First-order logic (FOL) is a method based on mathematics for assigning unique properties to an object. Here, each sentence/statement is decomposed into its subject and its predicate. The relationship between them is done in first-level predicate logic by P(x), where P stands for predicate and the variable x for the corresponding subject.

It should be noted that the Predicates in First-Order Logic refer to only one subject at a time.. Unlike in linguistics, a predicate is not necessarily a verb, but merely provides relevant information about the subject in question. The use of the Predicates also allow relations to be established; for example, through comparisons (greater/smaller than, equal to, etc.).

In the first-level predicate logic, the Quantifiers and represented by the symbols ∀ (universal quantifier; read: "for all") and ∃ (existential quantifier; read: "it exists" or "for some"). The representation is done in First-Order Logic by mathematical symbols and consists of:

  • Terms: Human, animal, plant etc.
  • Names of objects. In the linguistic sense, these can be both objects and subjects!
  • Variables a, b, c, ..., x, y, z etc.

These stand for objects that are not yet known.

Predicates [red, fragrant, is a flower etc.] stand for properties and relations that are linguistically comparable to verbs or attributes.

Quantifiers [∀, ∃] allow statements about sets of objects for which the predicate applies.

Relations [∧ (and), ∨ (or), →(implies), ⇒ (follows from), ⇔ (is equivalent to), == (equality - operator)] give conclusions about relations.

Example of first level predicate logic

The rose is red.

P(x) = red(rose)

The rose is fragrant.

P(x) = fragrant(rose)

The rose is a flower.

P(x) = Flower(Rose)

We learn about the rose that it red is, Smells and a Flower is.

This results in ∀:

All Roses are red.

All Roses fragrant.

All Roses are Flowers.

However, not all roses are red and not every rose is fragrant.

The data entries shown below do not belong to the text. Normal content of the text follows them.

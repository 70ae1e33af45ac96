// Crawl Control-Plane Gateway
//
// Sits between the operator dashboard, a fleet of per-domain crawl worker
// subprocesses, and the search/analytics engine that stores crawled pages and
// domain records. The gateway provisions indices, supervises worker
// lifecycles, reconciles desired vs. observed domain state, and translates
// dashboard queries into engine queries.

pub mod common;
pub mod config;
pub mod domains;
pub mod kernel;
pub mod server;

pub use config::*;
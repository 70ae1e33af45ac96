use chrono::{DateTime, Utc};
use serde::{Deserialize, Serialize};

/// Lifecycle of a tracked domain, written by the registry only.
#[derive(Debug, Clone, Copy, PartialEq, Eq, Serialize, Deserialize)]
#[serde(rename_all = "snake_case")]
pub enum DomainStatus {
    Pending,
    InProgress,
    Completed,
    Failed,
}

/// Per-domain crawl counters, written by the worker only.
#[derive(Debug, Clone, Copy, Default, PartialEq, Eq, Serialize, Deserialize)]
pub struct CrawlCounters {
    #[serde(default)]
    pub success: u64,
    #[serde(default)]
    pub failed: u64,
    #[serde(default)]
    pub in_progress: u64,
}

/// Persisted record for a tracked domain, one per domain value.
///
/// Field ownership is split: the registry writes `status` and `added_at`
/// at creation; the worker owns `last_crawled`, `pages_found`, and
/// `crawl_status`. The gateway never merges whole documents, so neither
/// writer can clobber the other's fields.
#[derive(Debug, Clone, Serialize, Deserialize)]
pub struct DomainRecord {
    pub domain: String,
    pub status: DomainStatus,
    pub added_at: DateTime<Utc>,
    #[serde(default)]
    pub last_crawled: Option<DateTime<Utc>>,
    #[serde(default)]
    pub pages_found: u64,
    #[serde(default)]
    pub crawl_status: CrawlCounters,
}

impl DomainRecord {
    /// A fresh record for a newly submitted domain.
    pub fn pending(domain: &str) -> Self {
        Self {
            domain: domain.to_string(),
            status: DomainStatus::Pending,
            added_at: Utc::now(),
            last_crawled: None,
            pages_found: 0,
            crawl_status: CrawlCounters::default(),
        }
    }
}

/// A DomainRecord joined with supervisor liveness for the status endpoint.
/// Read-side join, never written back to the engine.
#[derive(Debug, Clone, Serialize)]
pub struct DomainStatusRow {
    #[serde(flatten)]
    pub record: DomainRecord,
    pub is_active: bool,
}

/// A crawled page as stored by the worker. Read-only here; missing fields
/// tolerated since the worker's schema may run ahead of ours.
#[derive(Debug, Clone, Serialize, Deserialize)]
pub struct PageDocument {
    pub url: String,
    #[serde(default)]
    pub domain: String,
    #[serde(default)]
    pub title: String,
    #[serde(default)]
    pub content: String,
    #[serde(default)]
    pub timestamp: Option<DateTime<Utc>>,
    #[serde(default)]
    pub status: String,
}

/// A normalized search hit returned to the dashboard.
#[derive(Debug, Clone, Serialize)]
pub struct SearchHit {
    pub url: String,
    pub domain: String,
    pub title: String,
    pub content: String,
    pub timestamp: Option<DateTime<Utc>>,
    pub score: f64,
}

impl SearchHit {
    pub fn from_page(page: PageDocument, score: Option<f64>) -> Self {
        Self {
            url: page.url,
            domain: page.domain,
            title: page.title,
            content: page.content,
            timestamp: page.timestamp,
            score: score.unwrap_or(0.0),
        }
    }
}

/// Per-domain slice of the dashboard snapshot. All numeric fields are
/// explicit zero-defaults so consumers never branch on presence.
#[derive(Debug, Clone, Default, Serialize, Deserialize)]
pub struct DomainBreakdown {
    pub domain: String,
    pub page_count: u64,
    pub avg_crawl_time_ms: f64,
    pub avg_content_bytes: f64,
}

/// Freshly computed aggregate view for the dashboard. Never persisted,
/// recomputed on every request.
#[derive(Debug, Clone, Serialize)]
pub struct DashboardSnapshot {
    pub total_pages: u64,
    pub urls_discovered: u64,
    pub active_crawlers: u64,
    pub domains: Vec<DomainBreakdown>,
    pub generated_at: DateTime<Utc>,
}

#[cfg(test)]
mod tests {
    use super::*;

    #[test]
    fn pending_record_has_zeroed_counters() {
        let record = DomainRecord::pending("example.com");
        assert_eq!(record.status, DomainStatus::Pending);
        assert_eq!(record.pages_found, 0);
        assert_eq!(record.crawl_status, CrawlCounters::default());
        assert!(record.last_crawled.is_none());
    }

    #[test]
    fn domain_status_serializes_snake_case() {
        let json = serde_json::to_string(&DomainStatus::InProgress).unwrap();
        assert_eq!(json, r#""in_progress""#);
    }

    #[test]
    fn record_deserializes_with_missing_counters() {
        // Records written before the counter fields existed.
        let record: DomainRecord = serde_json::from_str(
            r#"{"domain":"a.com","status":"pending","added_at":"2026-01-01T00:00:00Z"}"#,
        )
        .unwrap();
        assert_eq!(record.pages_found, 0);
        assert_eq!(record.crawl_status.success, 0);
    }

    #[test]
    fn status_row_flattens_record() {
        let row = DomainStatusRow {
            record: DomainRecord::pending("a.com"),
            is_active: true,
        };
        let value = serde_json::to_value(&row).unwrap();
        assert_eq!(value["domain"], "a.com");
        assert_eq!(value["is_active"], true);
    }

    #[test]
    fn search_hit_defaults_score_to_zero() {
        let page: PageDocument =
            serde_json::from_str(r#"{"url":"https://a.com/x"}"#).unwrap();
        let hit = SearchHit::from_page(page, None);
        assert_eq!(hit.score, 0.0);
        assert!(hit.title.is_empty());
    }
}
use axum::extract::Extension;
use axum::http::StatusCode;
use axum::Json;
use serde::Serialize;

use crate::server::app::AxumAppState;

#[derive(Serialize)]
pub struct HealthResponse {
    status: String,
    engine: EngineHealth,
    active_crawlers: usize,
}

#[derive(Serialize)]
pub struct EngineHealth {
    status: String,
    #[serde(skip_serializing_if = "Option::is_none")]
    error: Option<String>,
}

/// Health check endpoint
///
/// Returns 200 OK if the engine is reachable, 503 Service Unavailable
/// otherwise. Live worker count is informational either way.
pub async fn health_handler(
    Extension(state): Extension<AxumAppState>,
) -> (StatusCode, Json<HealthResponse>) {
    let engine_health = match state.engine.ping().await {
        Ok(()) => EngineHealth {
            status: "ok".to_string(),
            error: None,
        },
        Err(e) => EngineHealth {
            status: "error".to_string(),
            error: Some(e.to_string()),
        },
    };

    let is_healthy = engine_health.status == "ok";
    let status_code = if is_healthy {
        StatusCode::OK
    } else {
        StatusCode::SERVICE_UNAVAILABLE
    };

    (
        status_code,
        Json(HealthResponse {
            status: if is_healthy { "healthy" } else { "unhealthy" }.to_string(),
            engine: engine_health,
            active_crawlers: state.supervisor.active_count(),
        }),
    )
}
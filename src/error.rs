use thiserror::Error;

pub type Result<T> = std::result::Result<T, EtlError>;

#[derive(Error, Debug)]
pub enum EtlError {
    #[error("File I/O error: {0}")]
    Io(#[from] std::io::Error),

    #[error("CSV error: {0}")]
    Csv(#[from] csv::Error),

    #[error("JSON error: {0}")]
    Json(#[from] serde_json::Error),

    #[error("Parquet write error: {0}")]
    Parquet(#[from] parquet::errors::ParquetError),

    #[error("Arrow error: {0}")]
    Arrow(#[from] arrow::error::ArrowError),

    #[error("HTTP client error: {0}")]
    Http(#[from] reqwest::Error),

    #[error("Settings error: {0}")]
    Settings(#[from] config::ConfigError),

    #[error("Validation error: {0}")]
    Validation(#[from] validator::ValidationErrors),

    #[error("Configuration error: {0}")]
    Config(String),

    #[error("Invalid coordinate: {0}")]
    InvalidCoordinate(String),

    #[error("Missing required secret: {0}")]
    MissingSecret(&'static str),

    #[error("Connectivity check failed for {target}: {message}")]
    Connectivity { target: String, message: String },

    #[error("Zone reconciliation failed: {0}")]
    ZoneReconciliation(String),

    #[error("No extractors configured")]
    NoExtractors,

    #[error("Extraction produced no samples")]
    NoSamples,

    #[error("Transformation produced no records for {0}")]
    NothingTransformed(String),

    #[error("{failed} row(s) failed to load into {table}")]
    LoadFailed { table: String, failed: usize },

    #[error("Invalid data format: {0}")]
    InvalidFormat(String),
}
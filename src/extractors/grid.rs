use chrono::Utc;
use tracing::{debug, info};

use super::{FetchOutcome, Fetcher};
use crate::error::{EtlError, Result};
use crate::models::{Mesh, RawSample};
use crate::utils::ProgressReporter;

/// Samples extracted from a grid plus per-fetch tallies
#[derive(Debug, Clone, Default)]
pub struct Extraction {
    pub samples: Vec<RawSample>,
    /// Successful source fetches
    pub succeeded: usize,
    /// Failed source fetches
    pub failed: usize,
}

impl Extraction {
    pub fn attempted(&self) -> usize {
        self.succeeded + self.failed
    }
}

/// Current UTC time as fractional unix seconds
pub fn utc_now_seconds() -> f64 {
    Utc::now().timestamp_micros() as f64 / 1_000_000.0
}

/// Query every source for every grid point
///
/// Points are visited latitude outer, longitude inner, and sources in the order
/// given. A point produces one sample holding the payloads of the sources that
/// succeeded; a point where every source failed produces none. The sample is
/// stamped with `clock()` at its first successful fetch.
pub fn extract_samples<F, C>(
    mesh: &Mesh,
    fetchers: &[F],
    clock: C,
    progress: &ProgressReporter,
) -> Result<Extraction>
where
    F: Fetcher,
    C: Fn() -> f64,
{
    if fetchers.is_empty() {
        return Err(EtlError::NoExtractors);
    }

    let mut extraction = Extraction::default();

    for point in mesh.points() {
        let mut sample: Option<RawSample> = None;

        for fetcher in fetchers {
            match fetcher.fetch(point.latitude, point.longitude) {
                FetchOutcome::Success(data) => {
                    extraction.succeeded += 1;
                    sample
                        .get_or_insert_with(|| RawSample::new(point, mesh.grid_size, clock()))
                        .insert_payload(fetcher.dataset(), data);
                }
                FetchOutcome::Failed => {
                    extraction.failed += 1;
                    debug!(dataset = %fetcher.dataset(), %point, "No payload for grid point");
                }
            }
        }

        if let Some(sample) = sample {
            extraction.samples.push(sample);
        }
        progress.increment(1);
    }

    info!(
        points = mesh.len(),
        samples = extraction.samples.len(),
        succeeded = extraction.succeeded,
        failed = extraction.failed,
        "Extraction finished"
    );

    Ok(extraction)
}
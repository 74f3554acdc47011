use arrow::array::{Array, ArrayRef, Float64Array, TimestampSecondArray, UInt64Array};
use arrow::datatypes::{DataType, Field, Schema, SchemaRef, TimeUnit};
use arrow::record_batch::RecordBatch;
use std::sync::Arc;

use crate::error::{EtlError, Result};
use crate::models::{AirQualityRecord, Dataset, NormalizedRecord, WeatherRecord};
use crate::validation::POLLUTANTS;

const UTC: &str = "UTC";
const WEATHER_MEASUREMENTS: [&str; 3] = ["temperature", "humidity", "pressure"];

fn recorded_at_type() -> DataType {
    DataType::Timestamp(TimeUnit::Second, Some(UTC.into()))
}

/// Arrow schema of a target table: `zone_id`, `recorded_at`, then the measurements
pub fn schema_for(dataset: Dataset) -> SchemaRef {
    let measurements: &[&str] = match dataset {
        Dataset::Weather => &WEATHER_MEASUREMENTS,
        Dataset::AirQuality => &POLLUTANTS,
    };

    let mut fields = vec![
        Field::new("zone_id", DataType::UInt64, false),
        Field::new("recorded_at", recorded_at_type(), false),
    ];
    fields.extend(
        measurements
            .iter()
            .map(|name| Field::new(*name, DataType::Float64, false)),
    );

    Arc::new(Schema::new(fields))
}

fn float_column<T>(records: &[&T], value: impl Fn(&T) -> f64) -> ArrayRef {
    Arc::new(Float64Array::from(
        records.iter().map(|r| value(*r)).collect::<Vec<f64>>(),
    ))
}

/// Unify the records of one dataset into a single column-oriented batch
///
/// Records of other datasets are ignored. Row order is preserved.
pub fn records_to_batch(dataset: Dataset, records: &[NormalizedRecord]) -> Result<RecordBatch> {
    let schema = schema_for(dataset);

    let columns: Vec<ArrayRef> = match dataset {
        Dataset::Weather => {
            let rows: Vec<&WeatherRecord> =
                records.iter().filter_map(NormalizedRecord::as_weather).collect();
            vec![
                Arc::new(UInt64Array::from(
                    rows.iter().map(|r| r.zone_id).collect::<Vec<u64>>(),
                )),
                Arc::new(
                    TimestampSecondArray::from(
                        rows.iter().map(|r| r.recorded_at).collect::<Vec<i64>>(),
                    )
                    .with_timezone(UTC),
                ),
                float_column(&rows, |r| r.temperature),
                float_column(&rows, |r| r.humidity),
                float_column(&rows, |r| r.pressure),
            ]
        }
        Dataset::AirQuality => {
            let rows: Vec<&AirQualityRecord> = records
                .iter()
                .filter_map(NormalizedRecord::as_air_quality)
                .collect();
            vec![
                Arc::new(UInt64Array::from(
                    rows.iter().map(|r| r.zone_id).collect::<Vec<u64>>(),
                )),
                Arc::new(
                    TimestampSecondArray::from(
                        rows.iter().map(|r| r.recorded_at).collect::<Vec<i64>>(),
                    )
                    .with_timezone(UTC),
                ),
                float_column(&rows, |r| r.co),
                float_column(&rows, |r| r.no),
                float_column(&rows, |r| r.no2),
                float_column(&rows, |r| r.o3),
                float_column(&rows, |r| r.so2),
                float_column(&rows, |r| r.pm2_5),
                float_column(&rows, |r| r.pm10),
                float_column(&rows, |r| r.nh3),
            ]
        }
    };

    Ok(RecordBatch::try_new(schema, columns)?)
}

/// Which table a batch belongs to, judged by its columns
pub fn dataset_of(batch: &RecordBatch) -> Result<Dataset> {
    let schema = batch.schema();
    Dataset::ALL
        .into_iter()
        .find(|dataset| {
            let expected = schema_for(*dataset);
            expected.fields().len() == schema.fields().len()
                && expected
                    .fields()
                    .iter()
                    .zip(schema.fields().iter())
                    .all(|(a, b)| a.name() == b.name())
        })
        .ok_or_else(|| {
            EtlError::InvalidFormat(format!(
                "Columns {:?} match no known table",
                schema.fields().iter().map(|f| f.name().as_str()).collect::<Vec<_>>()
            ))
        })
}

fn column<'a, A: Array + 'static>(batch: &'a RecordBatch, name: &str) -> Result<&'a A> {
    batch
        .column_by_name(name)
        .and_then(|column| column.as_any().downcast_ref::<A>())
        .ok_or_else(|| EtlError::InvalidFormat(format!("Invalid {} column type", name)))
}

fn floats<'a>(batch: &'a RecordBatch, names: &[&str]) -> Result<Vec<&'a Float64Array>> {
    names
        .iter()
        .map(|name| column::<Float64Array>(batch, name))
        .collect()
}

/// Turn a loaded batch back into typed records
pub fn batch_to_records(batch: &RecordBatch) -> Result<Vec<NormalizedRecord>> {
    let dataset = dataset_of(batch)?;
    let zone_ids = column::<UInt64Array>(batch, "zone_id")?;
    let recorded_at = column::<TimestampSecondArray>(batch, "recorded_at")?;

    let records = match dataset {
        Dataset::Weather => {
            let m = floats(batch, &WEATHER_MEASUREMENTS)?;
            (0..batch.num_rows())
                .map(|i| {
                    NormalizedRecord::Weather(WeatherRecord {
                        zone_id: zone_ids.value(i),
                        recorded_at: recorded_at.value(i),
                        temperature: m[0].value(i),
                        humidity: m[1].value(i),
                        pressure: m[2].value(i),
                    })
                })
                .collect()
        }
        Dataset::AirQuality => {
            let m = floats(batch, &POLLUTANTS)?;
            (0..batch.num_rows())
                .map(|i| {
                    NormalizedRecord::AirQuality(AirQualityRecord {
                        zone_id: zone_ids.value(i),
                        recorded_at: recorded_at.value(i),
                        co: m[0].value(i),
                        no: m[1].value(i),
                        no2: m[2].value(i),
                        o3: m[3].value(i),
                        so2: m[4].value(i),
                        pm2_5: m[5].value(i),
                        pm10: m[6].value(i),
                        nh3: m[7].value(i),
                    })
                })
                .collect()
        }
    };

    Ok(records)
}

#[cfg(test)]
mod tests {
    use super::*;

    fn weather(zone_id: u64) -> NormalizedRecord {
        NormalizedRecord::Weather(WeatherRecord {
            zone_id,
            recorded_at: 1_700_000_000 + zone_id as i64,
            temperature: 15.2,
            humidity: 60.0,
            pressure: 101300.0,
        })
    }

    fn air(zone_id: u64) -> NormalizedRecord {
        NormalizedRecord::AirQuality(AirQualityRecord {
            zone_id,
            recorded_at: 1_700_000_000,
            co: 201.94,
            no: 0.02,
            no2: 0.77,
            o3: 68.66,
            so2: 0.64,
            pm2_5: 0.5,
            pm10: 0.54,
            nh3: 0.12,
        })
    }

    #[test]
    fn test_weather_batch_layout() {
        let records = vec![weather(1), weather(2), air(3)];
        let batch = records_to_batch(Dataset::Weather, &records).unwrap();

        assert_eq!(batch.num_rows(), 2);
        assert_eq!(batch.num_columns(), 5);
        assert_eq!(
            batch.schema().field(1).data_type(),
            &DataType::Timestamp(TimeUnit::Second, Some("UTC".into()))
        );

        let zone_ids = column::<UInt64Array>(&batch, "zone_id").unwrap();
        assert_eq!(zone_ids.values().to_vec(), vec![1, 2]);
    }

    #[test]
    fn test_air_quality_schema_follows_pollutant_order() {
        let schema = schema_for(Dataset::AirQuality);
        let names: Vec<_> = schema.fields().iter().map(|f| f.name().clone()).collect();
        assert_eq!(names[..2].to_vec(), vec!["zone_id".to_string(), "recorded_at".to_string()]);
        assert_eq!(
            names[2..].to_vec(),
            POLLUTANTS.iter().map(|p| p.to_string()).collect::<Vec<_>>()
        );
    }

    #[test]
    fn test_batch_converts_back_to_records() {
        let records = vec![air(4), air(5)];
        let batch = records_to_batch(Dataset::AirQuality, &records).unwrap();

        assert_eq!(dataset_of(&batch).unwrap(), Dataset::AirQuality);
        assert_eq!(batch_to_records(&batch).unwrap(), records);
    }

    #[test]
    fn test_empty_input_gives_empty_batch() {
        let batch = records_to_batch(Dataset::Weather, &[]).unwrap();
        assert_eq!(batch.num_rows(), 0);
        assert_eq!(dataset_of(&batch).unwrap(), Dataset::Weather);
    }
}
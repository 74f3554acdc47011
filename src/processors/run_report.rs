use std::collections::BTreeMap;

use crate::error::{EtlError, Result};
use crate::extractors::Extraction;
use crate::models::Dataset;
use crate::processors::Reconciliation;
use crate::transformers::Discard;
use crate::writers::LoadOutcome;

const MAX_DISCARD_EXAMPLES: usize = 10;

/// Per-stage tallies of one pipeline run
#[derive(Debug, Clone)]
pub struct RunReport {
    pub target: Dataset,
    pub mesh_points: usize,
    pub zones_existing: usize,
    pub zones_inserted: usize,
    pub fetch_succeeded: usize,
    pub fetch_failed: usize,
    pub samples: usize,
    pub transformed: usize,
    /// Discard counts keyed by `Discard::label`
    pub discards: BTreeMap<&'static str, usize>,
    /// Rule violations per normalized field
    pub field_violations: BTreeMap<String, usize>,
    pub discard_examples: Vec<String>,
    pub load: Option<LoadOutcome>,
}

impl RunReport {
    pub fn new(target: Dataset) -> Self {
        Self {
            target,
            mesh_points: 0,
            zones_existing: 0,
            zones_inserted: 0,
            fetch_succeeded: 0,
            fetch_failed: 0,
            samples: 0,
            transformed: 0,
            discards: BTreeMap::new(),
            field_violations: BTreeMap::new(),
            discard_examples: Vec::new(),
            load: None,
        }
    }

    pub fn record_reconciliation(&mut self, reconciliation: &Reconciliation) {
        self.zones_existing = reconciliation.existing;
        self.zones_inserted = reconciliation.inserted.len();
    }

    pub fn record_extraction(&mut self, extraction: &Extraction) {
        self.fetch_succeeded = extraction.succeeded;
        self.fetch_failed = extraction.failed;
        self.samples = extraction.samples.len();
    }

    pub fn record_discard(&mut self, discard: &Discard) {
        *self.discards.entry(discard.label()).or_default() += 1;
        if let Discard::Invalid(violation) = discard {
            *self
                .field_violations
                .entry(violation.field.clone())
                .or_default() += 1;
        }
        if self.discard_examples.len() < MAX_DISCARD_EXAMPLES {
            self.discard_examples.push(discard.to_string());
        }
    }

    pub fn discarded(&self) -> usize {
        self.discards.values().sum()
    }

    /// Rows the sink rejected
    pub fn failed_rows(&self) -> usize {
        self.load.as_ref().map_or(0, |outcome| outcome.failed)
    }

    /// Error when any row failed to load
    pub fn check_load(&self) -> Result<()> {
        match &self.load {
            Some(outcome) if !outcome.is_complete() => Err(EtlError::LoadFailed {
                table: outcome.table.clone(),
                failed: outcome.failed,
            }),
            _ => Ok(()),
        }
    }

    /// Generate a summary report
    pub fn generate_summary(&self) -> String {
        let mut summary = String::new();

        summary.push_str("=== Pipeline Run Report ===\n");
        summary.push_str(&format!("Target table: {}\n", self.target));
        summary.push_str(&format!("Grid points: {}\n", self.mesh_points));
        summary.push_str(&format!(
            "Zones: {} existing, {} inserted\n",
            self.zones_existing, self.zones_inserted
        ));
        summary.push_str(&format!(
            "Fetches: {} succeeded, {} failed\n",
            self.fetch_succeeded, self.fetch_failed
        ));
        summary.push_str(&format!("Raw samples: {}\n", self.samples));

        let rate = if self.samples == 0 {
            0.0
        } else {
            100.0 * self.transformed as f64 / self.samples as f64
        };
        summary.push_str(&format!(
            "Transformed: {} ({:.1}%), discarded: {}\n",
            self.transformed,
            rate,
            self.discarded()
        ));

        if !self.discards.is_empty() {
            summary.push_str("\nDiscards by reason:\n");
            for (reason, count) in &self.discards {
                summary.push_str(&format!("  {}: {}\n", reason, count));
            }
        }

        if !self.field_violations.is_empty() {
            let mut violations: Vec<_> = self.field_violations.iter().collect();
            violations.sort_by(|a, b| b.1.cmp(a.1).then_with(|| a.0.cmp(b.0)));

            summary.push_str("\nTop field violations:\n");
            for (field, count) in violations.into_iter().take(5) {
                summary.push_str(&format!("  {}: {}\n", field, count));
            }
        }

        if !self.discard_examples.is_empty() {
            summary.push_str(&format!(
                "\nFirst {} discards:\n",
                self.discard_examples.len()
            ));
            for (i, example) in self.discard_examples.iter().enumerate() {
                summary.push_str(&format!("  {}. {}\n", i + 1, example));
            }
        }

        match &self.load {
            Some(outcome) => {
                summary.push_str(&format!(
                    "\nLoaded into {}: {} row(s), {} failed\n",
                    outcome.table, outcome.loaded, outcome.failed
                ));
                if let Some(location) = &outcome.location {
                    summary.push_str(&format!("Output: {}\n", location.display()));
                }
            }
            None => summary.push_str("\nNo load attempted\n"),
        }

        summary
    }
}
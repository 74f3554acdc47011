use std::collections::HashSet;
use std::fs::{self, File, OpenOptions};
use std::path::{Path, PathBuf};

use tracing::debug;
use validator::Validate;

use crate::error::{EtlError, Result};
use crate::models::{Coordinate, CoordinateKey, Zone};

use super::ZoneStore;

/// Append-only zone registry stored as `id,latitude,longitude` CSV
pub struct CsvZoneStore {
    path: PathBuf,
}

impl CsvZoneStore {
    pub fn new<P: AsRef<Path>>(path: P) -> Self {
        Self {
            path: path.as_ref().to_path_buf(),
        }
    }

    pub fn path(&self) -> &Path {
        &self.path
    }

    /// Every zone in the registry, in file order
    pub fn read_all(&self) -> Result<Vec<Zone>> {
        if !self.path.exists() {
            return Ok(Vec::new());
        }

        let mut reader = csv::Reader::from_path(&self.path)?;
        let mut zones = Vec::new();
        for (row, result) in reader.deserialize::<Zone>().enumerate() {
            let zone = result?;
            zone.validate().map_err(|e| {
                EtlError::InvalidFormat(format!(
                    "Zone row {} in {}: {}",
                    row + 1,
                    self.path.display(),
                    e
                ))
            })?;
            zones.push(zone);
        }
        Ok(zones)
    }

    fn is_empty_file(&self) -> Result<bool> {
        if !self.path.exists() {
            return Ok(true);
        }
        Ok(fs::metadata(&self.path)?.len() == 0)
    }
}

impl ZoneStore for CsvZoneStore {
    fn probe(&self) -> Result<()> {
        let connectivity = |message: String| EtlError::Connectivity {
            target: self.path.display().to_string(),
            message,
        };

        if self.path.exists() {
            File::open(&self.path).map_err(|e| connectivity(e.to_string()))?;
            let mut reader =
                csv::Reader::from_path(&self.path).map_err(|e| connectivity(e.to_string()))?;
            reader.headers().map_err(|e| connectivity(e.to_string()))?;
        } else if let Some(parent) = self.path.parent().filter(|p| !p.as_os_str().is_empty()) {
            fs::create_dir_all(parent).map_err(|e| connectivity(e.to_string()))?;
        }

        Ok(())
    }

    fn find_zones(&self, candidates: &HashSet<CoordinateKey>) -> Result<Vec<Zone>> {
        Ok(self
            .read_all()?
            .into_iter()
            .filter(|zone| candidates.contains(&zone.key()))
            .collect())
    }

    fn insert_zones(&mut self, coordinates: &[Coordinate]) -> Result<Vec<Zone>> {
        if coordinates.is_empty() {
            return Ok(Vec::new());
        }

        let first_id = self
            .read_all()?
            .iter()
            .map(|z| z.id)
            .max()
            .map_or(1, |id| id + 1);
        let created: Vec<Zone> = coordinates
            .iter()
            .zip(first_id..)
            .map(|(&coordinate, id)| Zone::new(id, coordinate))
            .collect();

        let write_header = self.is_empty_file()?;
        let file = OpenOptions::new()
            .create(true)
            .append(true)
            .open(&self.path)?;
        let mut writer = csv::WriterBuilder::new()
            .has_headers(write_header)
            .from_writer(file);
        for zone in &created {
            writer.serialize(zone)?;
        }
        writer.flush()?;

        debug!(
            path = %self.path.display(),
            inserted = created.len(),
            "Appended zones to registry"
        );

        Ok(created)
    }
}
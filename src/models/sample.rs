use serde::{Deserialize, Serialize};
use serde_json::{Map, Value};

use super::coordinate::Coordinate;
use super::dataset::Dataset;

/// One grid point's provider responses, as extracted and before validation
#[derive(Debug, Clone, PartialEq, Serialize, Deserialize)]
pub struct RawSample {
    pub latitude: f64,
    pub longitude: f64,
    pub grid_size: f64,
    /// Unix seconds at extraction time, possibly fractional
    pub timestamp: f64,
    /// Provider payloads keyed by `Dataset::source_key`
    pub data: Map<String, Value>,
}

impl RawSample {
    pub fn new(coordinate: Coordinate, grid_size: f64, timestamp: f64) -> Self {
        Self {
            latitude: coordinate.latitude,
            longitude: coordinate.longitude,
            grid_size,
            timestamp,
            data: Map::new(),
        }
    }

    pub fn with_payload(mut self, dataset: Dataset, payload: Value) -> Self {
        self.insert_payload(dataset, payload);
        self
    }

    pub fn insert_payload(&mut self, dataset: Dataset, payload: Value) {
        self.data.insert(dataset.source_key().to_string(), payload);
    }

    pub fn payload(&self, dataset: Dataset) -> Option<&Value> {
        self.data.get(dataset.source_key())
    }

    pub fn coordinate(&self) -> Coordinate {
        Coordinate::new(self.latitude, self.longitude)
    }

    pub fn has_payloads(&self) -> bool {
        !self.data.is_empty()
    }
}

That all roses are flowers, on the other hand, is a true statement.

∀(x) Rose(x) → Flower(x)

In order that the other two statements can be checked for their correctness, existential quantifiers are now used.

From the two statements:

"All the roses are red." and "All the roses are fragrant." are made by using ∃:

"Some roses are red." and "Some roses are fragrant."

To translate it into a first-order formula, we need to define a variable x:

A predicate A(x), where x the Rose and a predicate G(x), which corresponds for x is, red resp. Smells.

∃(x) Rose(x) → red(x)

resp.

∃(x) Rose(x) → fragrant(x)

This tells you that there are roses that are red are and roses exist that fragrant. It follows logically that there must also be roses that are not red or that are not fragrant.